Catamenial‐like seizure exacerbation in mice with targeted ablation of extrasynaptic δGABA‐a receptors in the brain

Neurosteroids play a key role in catamenial epilepsy, a menstrual cycle‐related seizure clustering in women with epilepsy. While neurosteroids act on all GABA‐A receptor isoforms, they cause greater effects on extrasynaptic δGABA‐A receptors that mediate tonic inhibition in the brain. Previously, we identified a potential GABA‐A receptor mechanism for catamenial epilepsy. However, the precise functional role of extrasynaptic δGABA‐A receptors in the pathophysiology of catamenial epilepsy remains unclear. In this study, we utilized mice lacking extrasynaptic δGABA‐A receptors (δKO) to investigate whether reduction of tonic inhibition affects catamenial seizure susceptibility or intensity.
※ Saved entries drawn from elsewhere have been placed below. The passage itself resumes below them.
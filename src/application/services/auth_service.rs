//! Registration, login, token refresh, and session revocation.

use std::sync::Arc;

use crate::auth::{TokenError, TokenService};
use crate::auth::password::{hash_password, verify_password};
use crate::domain::entities::{NewSession, NewUser, User};
use crate::domain::repositories::{SessionRepository, UserRepository};
use crate::error::AppError;
use tracing::{error, warn};

/// One generic message for both unknown email and wrong password, so the
/// login endpoint cannot be used to enumerate accounts.
const WRONG_CREDENTIALS: &str = "wrong email or password";

/// The identity attached to an authenticated request.
#[derive(Debug, Clone, Copy, PartialEq, Eq)]
pub struct AuthUser {
    pub user_id: i64,
    pub session_id: i64,
}

/// Access/refresh token pair handed out at login.
#[derive(Debug, Clone)]
pub struct TokenPair {
    pub access_token: String,
    pub refresh_token: String,
}

/// Orchestrates users, sessions, and the token service.
///
/// A token's cryptographic validity is necessary but not sufficient:
/// [`AuthService::authorize`] re-checks the referenced session against the
/// store on every protected request, and that check is deliberately never
/// cached so revocation latency is bounded by write propagation rather
/// than a TTL.
pub struct AuthService {
    users: Arc<dyn UserRepository>,
    sessions: Arc<dyn SessionRepository>,
    tokens: TokenService,
}

impl AuthService {
    pub fn new(
        users: Arc<dyn UserRepository>,
        sessions: Arc<dyn SessionRepository>,
        tokens: TokenService,
    ) -> Self {
        Self {
            users,
            sessions,
            tokens,
        }
    }

    /// Registers a new account.
    ///
    /// # Errors
    ///
    /// Returns [`AppError::Conflict`] if the email is already registered.
    pub async fn register(
        &self,
        full_name: String,
        email: String,
        password: String,
    ) -> Result<User, AppError> {
        if self.users.email_exists(&email).await? {
            return Err(AppError::conflict("email already registered"));
        }

        let hashed = hash_password(&password).map_err(|e| {
            error!(error = %e, "password hashing failed");
            AppError::internal("Failed to hash password")
        })?;

        self.users
            .create(NewUser {
                full_name,
                email,
                password: hashed,
            })
            .await
    }

    /// Authenticates a user and opens a new session.
    ///
    /// The refresh token is minted first and the session row is bound to
    /// its expiry; the access token is minted last, bound to the new
    /// session id. If access-token signing fails after the session row
    /// exists, the session is revoked again so no usable credential ever
    /// corresponds to an orphaned session.
    ///
    /// # Errors
    ///
    /// Returns [`AppError::Unauthorized`] with one fixed message for both
    /// unknown email and wrong password.
    pub async fn login(
        &self,
        email: &str,
        password: &str,
        ip_address: String,
        user_agent: String,
    ) -> Result<TokenPair, AppError> {
        let user = self
            .users
            .find_by_email(email)
            .await?
            .ok_or_else(|| AppError::unauthorized(WRONG_CREDENTIALS))?;

        let password_ok = verify_password(password, &user.password).unwrap_or(false);
        if !password_ok {
            return Err(AppError::unauthorized(WRONG_CREDENTIALS));
        }

        let (refresh_token, expires_at) = self.tokens.issue_refresh(user.id).map_err(|e| {
            error!(error = %e, "refresh token signing failed");
            AppError::internal("Failed to generate refresh token")
        })?;

        let session_id = self
            .sessions
            .create(NewSession {
                user_id: user.id,
                refresh_token: refresh_token.clone(),
                expired_at: expires_at,
                ip_address,
                user_agent,
            })
            .await?;

        let access_token = match self.tokens.issue_access(user.id, session_id) {
            Ok(token) => token,
            Err(e) => {
                error!(error = %e, "access token signing failed");
                if let Err(e) = self.sessions.invalidate_by_id(session_id).await {
                    warn!(session_id, error = %e, "failed to revoke orphaned session");
                }
                return Err(AppError::internal("Failed to generate access token"));
            }
        };

        Ok(TokenPair {
            access_token,
            refresh_token,
        })
    }

    /// Mints a new access token from a refresh token.
    ///
    /// The token is verified cryptographically, then the referenced
    /// session is independently re-validated against the store. Both
    /// failure modes collapse to the same outward error so callers cannot
    /// distinguish a revoked session from a bad token. The refresh token
    /// itself is not rotated.
    pub async fn refresh(&self, refresh_token: &str) -> Result<String, AppError> {
        self.tokens
            .verify_refresh(refresh_token)
            .map_err(|_| AppError::unauthorized("invalid or expired refresh token"))?;

        let session = self
            .sessions
            .find_by_refresh_token(refresh_token)
            .await?
            .ok_or_else(|| AppError::unauthorized("invalid or expired refresh token"))?;

        self.tokens
            .issue_access(session.user_id, session.id)
            .map_err(|e| {
                error!(error = %e, "access token signing failed");
                AppError::internal("Failed to generate access token")
            })
    }

    /// Revokes the session holding this refresh token.
    ///
    /// Idempotent: logging out an already-revoked or unknown token is a
    /// no-op success.
    pub async fn logout(&self, refresh_token: &str) -> Result<(), AppError> {
        self.sessions.invalidate(refresh_token).await
    }

    /// Admits or rejects a bearer access token.
    ///
    /// Signature and expiry are checked first; on success the session the
    /// token references is re-checked against the store, so a
    /// structurally valid token whose session was revoked is rejected.
    pub async fn authorize(&self, access_token: &str) -> Result<AuthUser, AppError> {
        let claims = self.tokens.verify_access(access_token).map_err(|e| {
            let message = match e {
                TokenError::Expired => "Token expired. Please refresh your token",
                TokenError::InvalidSignature => "Invalid token signature",
                TokenError::Malformed => "Invalid or expired token",
            };
            AppError::unauthorized(message)
        })?;

        let active = self.sessions.check_active(claims.sid).await?;
        if !active {
            return Err(AppError::unauthorized(
                "Session has been terminated. Please login again",
            ));
        }

        Ok(AuthUser {
            user_id: claims.sub,
            session_id: claims.sid,
        })
    }
}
Intact female wildtype (WT) and δKO mice were subjected to hippocampus kindling until they exhibited stage 5 seizures. Elevated gonadal hormone‐based neurosteroid levels were induced by standard gonadotropin regimen and neurosteroid withdrawal (NSW) was triggered by finasteride. NSW increased susceptibility to, as well the intensity of evoked catamenial‐like seizures in WT and δKO mice. However, fully kindled δKO mice exhibited an accelerated and augmented response to NSW, with a more rapid increase in seizure susceptibility and intensity than WT mice undergoing the NSW paradigm. Moreover, δKO mice in NSW showed reduced benzodiazepine sensitivity, but in stark contrast to the increased neurosteroid sensitivity observed in WT animals, δKO mice displayed no change in neurosteroid sensitivity in response to NSW. The increased catamenial seizure exacerbation and alterations in antiseizure drug responses are consistent with NSW‐induced changes in the abundance of δGABA‐A receptors. Collectively, these findings provide evidence of a potential protective role for extrasynaptic δGABA‐A receptors in catamenial‐like seizures. © 2017 Wiley Periodicals, Inc.